Metrics & Dashboards¶

Pixee Enterprise Server includes Victoria Metrics for local metrics collection and visualization. Pre-configured dashboards are automatically deployed to help monitor host and per-workload resource usage, the platform and analysis services (including AI service and per-finding task metrics), and the shared PostgreSQL database.

Enabling Local Metrics¶

Before accessing Metrics dashboards, you must enable local metrics collection in your deployment.

Embedded ClusterHelm Deployment

To enable local metrics collection in Embedded Cluster deployments:

Navigate to the admin console
Select the Config tab
Go to the Advanced Settings section
Check the Enable Local Metrics option
Save and redeploy the application

To enable local metrics collection in Helm Deployment, add the following to your values.yaml:

global:
  pixee:
    localMetrics:
      enabled: true

Then upgrade your deployment:

helm upgrade pixee-enterprise-server ./charts/pixee-enterprise-server \
  -f values.yaml \
  -n pixee-enterprise-server

Accessing Metrics Dashboards¶

After enabling local metrics, you can access the Metrics dashboards to view real-time metrics and custom dashboards. You can either enable web access via ingress or use port forwarding.

Option 1: Enable VMUI Web Interface (Ingress)¶

Enable the VMUI web interface to access metrics dashboards directly through your browser without port forwarding.

Embedded ClusterHelm Deployment

To enable the VMUI web interface in Embedded Cluster deployments:

Navigate to the admin console
Select the Config tab
Go to the Advanced Settings section
Check the Enable VMUI web interface option
Save and redeploy the application

Once enabled, access the dashboards at:

https://<your-domain>/metrics/vmui/#/dashboards

Unauthenticated Access

The VMUI web interface endpoints are not authenticated. Only enable this option if your deployment is within a trusted network or you have implemented external authentication.

To enable the VMUI web interface in Helm Deployment, add the following to your values.yaml:

victoria-metrics-single:
  server:
    ingress:
      enabled: true
      ingressClassName: "nginx"  # Use your ingress class
      hosts:
        - name: "your-domain.com"
          path:
            - /metrics
          port: http

Then upgrade your deployment:

helm upgrade pixee-enterprise-server ./charts/pixee-enterprise-server \
  -f values.yaml \
  -n pixee-enterprise-server

Once enabled, access the dashboards at:

https://your-domain.com/metrics/vmui/#/dashboards

Unauthenticated Access

The VMUI web interface endpoints are not authenticated. Consider implementing external authentication or only enable this in trusted network environments.

Option 2: Port Forwarding¶

If you prefer not to expose the VMUI via ingress, you can use port forwarding for temporary access.

Embedded ClusterHelm Deployment

Step 1: Create SSH tunnel from your local machine

ssh -L 8428:localhost:8428 pixee@<your-hostname>

Step 2: Set up port forwarding

In the SSH session, run:

sudo ./pixee shell
kubectl -n kotsadm port-forward pixee-enterprise-server-metrics-server-0 8428:8428

Step 3: Access the dashboards

Open your browser and navigate to:

http://localhost:8428/metrics/vmui/#/dashboards

Tip

Keep the SSH tunnel and port-forward running while viewing the dashboards.
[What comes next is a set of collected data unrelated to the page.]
//! Shared in-process state.
//!
//! The config store is the only value shared across tasks: the reconciler writes report
//! tokens into it and the reporter reads them back.

use parking_lot::Mutex;
use std::sync::Arc;

pub type Shared<T> = Arc<Mutex<T>>;

pub fn new_state<T>(value: T) -> Shared<T> {
    Arc::new(Mutex::new(value))
}

/// Clones the current value out so the lock is never held across an `.await`.
pub fn snapshot<T: Clone>(state: &Shared<T>) -> T {
    state.lock().clone()
}
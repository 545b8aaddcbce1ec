//! nodewatch monitor - overlay node fleet monitor
//!
//! Mirrors the authoritative node list into the local management service, probes every
//! node's agent over its control RPC and reports status upstream, every few minutes:
//! - registry reconciliation (create / update / delete, report token harvest)
//! - control-RPC health probes through supervised per-node agents
//! - per-node status reports with retry and backoff

mod api;
mod backoff;
mod config;
mod cycle;
mod models;
mod probe;
mod reconcile;
mod report;
mod state;
mod supervisor;

use anyhow::{Context, Result};
use clap::Parser;
use config::{ConfigStore, DEFAULT_CONFIG_FILE, MIN_SETTLE_DELAY_SECS};
use cycle::{shutdown_channel, CycleOrchestrator, ShutdownTrigger};
use std::future::Future;
use std::path::PathBuf;
use tracing::{info, warn};
use tracing_subscriber::EnvFilter;

#[derive(Debug, Parser)]
#[command(name = "nodewatch-monitor", version, about = "Overlay node fleet monitor")]
struct Cli {
    /// Management API base URL, e.g. https://your-domain.workers.dev
    #[arg(env = "NODEWATCH_API_URL")]
    api_url: String,

    /// Operator JWT for the management API
    #[arg(env = "NODEWATCH_JWT_TOKEN", hide_env_values = true)]
    jwt_token: String,

    /// Configuration file
    #[arg(long, default_value = DEFAULT_CONFIG_FILE)]
    config: PathBuf,

    /// Connection timeout in seconds (overrides the config file)
    #[arg(long)]
    timeout: Option<u64>,

    /// Delay between node reports in seconds (overrides the config file)
    #[arg(long)]
    delay: Option<f64>,

    /// Log level (overrides the config file; RUST_LOG wins over both)
    #[arg(long, value_parser = ["DEBUG", "INFO", "WARNING", "ERROR"])]
    log_level: Option<String>,

    /// Run a single cycle and exit
    #[arg(long)]
    once: bool,
}

/// Adds `https://` when the operator passed a bare host.
fn normalize_api_url(raw: &str) -> String {
    let trimmed = raw.trim().trim_end_matches('/');
    if trimmed.contains("://") {
        trimmed.to_string()
    } else {
        format!("https://{trimmed}")
    }
}

fn init_tracing(directive: &str) {
    let filter = EnvFilter::try_from_default_env()
        .unwrap_or_else(|_| EnvFilter::new(format!("{directive},hyper=warn,reqwest=warn")));
    tracing_subscriber::fmt().with_env_filter(filter).with_target(false).init();
}

/// Fires the trigger on Ctrl-C or SIGTERM.
fn spawn_signal_listener(trigger: ShutdownTrigger) {
    tokio::spawn(async move {
        wait_for_signal().await;
        info!("termination signal received, finishing current stage");
        trigger.trigger();
    });
}

/// Awaits a signal listener. A listener that cannot be installed never resolves, so a
/// missing handler does not read as a shutdown request.
async fn signal_or_pending<F>(listener: F, signal: &str)
where
    F: Future<Output = std::io::Result<()>>,
{
    if let Err(e) = listener.await {
        warn!(signal, error = %e, "cannot listen for signal");
        std::future::pending::<()>().await;
    }
}

async fn ctrl_c() {
    signal_or_pending(tokio::signal::ctrl_c(), "Ctrl-C").await;
}

#[cfg(unix)]
async fn wait_for_signal() {
    use tokio::signal::unix::{signal, SignalKind};

    match signal(SignalKind::terminate()) {
        Ok(mut sigterm) => {
            tokio::select! {
                _ = ctrl_c() => {}
                _ = sigterm.recv() => {}
            }
        }
        Err(e) => {
            warn!(error = %e, "cannot listen for SIGTERM, Ctrl-C only");
            ctrl_c().await;
        }
    }
}

#[cfg(not(unix))]
async fn wait_for_signal() {
    ctrl_c().await;
}

#[tokio::main]
async fn main() -> Result<()> {
    dotenvy::dotenv().ok();
    let cli = Cli::parse();

    let store = ConfigStore::open(&cli.config).await;
    let mut config = store.current();
    if let Some(timeout) = cli.timeout {
        config.connection_timeout = timeout;
    }
    if let Some(delay) = cli.delay {
        config.node_delay = delay;
    }
    if let Some(level) = &cli.log_level {
        config.log_level = level.clone();
    }

    init_tracing(config.tracing_directive());
    info!(config = %store.path().display(), version = env!("CARGO_PKG_VERSION"), "nodewatch monitor starting");

    if config.clamp_settle_delay() {
        warn!(min_secs = MIN_SETTLE_DELAY_SECS, "settle_delay below minimum, raised");
    }
    info!(
        timeout_secs = config.connection_timeout,
        node_delay_secs = config.node_delay,
        max_retries = config.max_retries,
        tokens = config.report_tokens.len(),
        "configuration loaded"
    );

    let api_url = normalize_api_url(&cli.api_url);
    let orchestrator = CycleOrchestrator::new(&api_url, &cli.jwt_token, config, store)
        .context("failed to initialise the monitor")?;

    let (trigger, shutdown) = shutdown_channel();
    spawn_signal_listener(trigger);

    orchestrator.run(shutdown, cli.once).await.context("monitor stopped on a fatal error")?;
    info!("nodewatch monitor stopped");
    Ok(())
}

#[cfg(test)]
mod tests {
    use super::*;
    use std::time::Duration;

    #[test]
    fn test_api_url_normalization() {
        assert_eq!(normalize_api_url("example.workers.dev/"), "https://example.workers.dev");
        assert_eq!(normalize_api_url("http://127.0.0.1:8787"), "http://127.0.0.1:8787");
    }

    #[tokio::test]
    async fn test_failed_signal_listener_never_fires() {
        let failed = signal_or_pending(std::future::ready(Err(std::io::Error::other("no handler"))), "test");
        assert!(tokio::time::timeout(Duration::from_millis(50), failed).await.is_err());

        let delivered = signal_or_pending(std::future::ready(Ok(())), "test");
        assert!(tokio::time::timeout(Duration::from_millis(50), delivered).await.is_ok());
    }

    #[test]
    fn test_cli_parsing() {
        let cli = Cli::try_parse_from([
            "nodewatch-monitor",
            "https://api.example.com",
            "jwt",
            "--timeout",
            "10",
            "--log-level",
            "DEBUG",
            "--once",
        ])
        .unwrap();
        assert_eq!(cli.timeout, Some(10));
        assert_eq!(cli.config, PathBuf::from(DEFAULT_CONFIG_FILE));
        assert!(cli.once);

        assert!(Cli::try_parse_from(["nodewatch-monitor", "u", "t", "--log-level", "LOUD"]).is_err());
    }
}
Step 1: Port forward to Metrics

kubectl port-forward pixee-enterprise-server-metrics-server-0 8428:8428 -n pixee-enterprise-server

Step 2: Access the dashboards

Open your browser and navigate to:

http://localhost:8428/metrics/vmui/#/dashboards

Available Dashboards¶

Pixee Enterprise Server ships four pre-configured dashboards, organized by service and by shared infrastructure. Each opens with all of its panels expanded.

System¶

Cluster and host resource usage across the Pixee deployment:

CPU / Memory Utilization (host): overall node CPU and memory usage
CPU cores used (top 15 workloads) and Memory working set (top 15 workloads): per-workload resource usage, scoped to Pixee's own workloads
Top pods by CPU throttled ratio: pods that are hitting their CPU limits (CFS throttling)
Top pods by memory

Platform¶

The platform service:

Container resources: CPU cores used, CPU throttled ratio, configured CPU limit, and memory working set for the platform pods
JVM: heap and non-heap memory, garbage collection and allocation, threads, and classes
HTTP: active requests and request latency
JDBC Pool (HikariCP): connection pool activity, sizing, acquire/creation times, and timeouts

Analysis¶

The analysis service, including AI service and per-finding task metrics:

Container resources: CPU cores used, CPU throttled ratio, configured CPU limit, and memory working set for the analysis pods
AI Service Requests Rate: request volume by model, status, and status code
AI Service Latency Percentiles: p50, p95, and p99 latency by model and status
AI Service Retry Rate: retry frequency across services
AI Service Rate Limit Events: rate limiting occurrences
AI Health Check Latency Percentiles: health check performance (p50, p95, p99)
Per-Finding Task Counts by Type and Status: task distribution and completion rates
Token Usage p50 by Task Type and Model: median token consumption per task type and model

Database¶

PostgreSQL (CloudNativePG), shared by every service:

Connections: backends by database and state, backends waiting on locks, max transaction duration, and total backends
Storage & WAL: database size, write-ahead log (WAL) size on disk, and WAL generation rate
Health: Postgres up and last-collection-error status

Example: Troubleshooting Analysis Latency¶

One of the most common use cases for the metrics dashboards is troubleshooting slow analysis performance. The AI Service Latency Percentiles panel — in the Analysis dashboard — is particularly useful for identifying which AI models are contributing to latency issues.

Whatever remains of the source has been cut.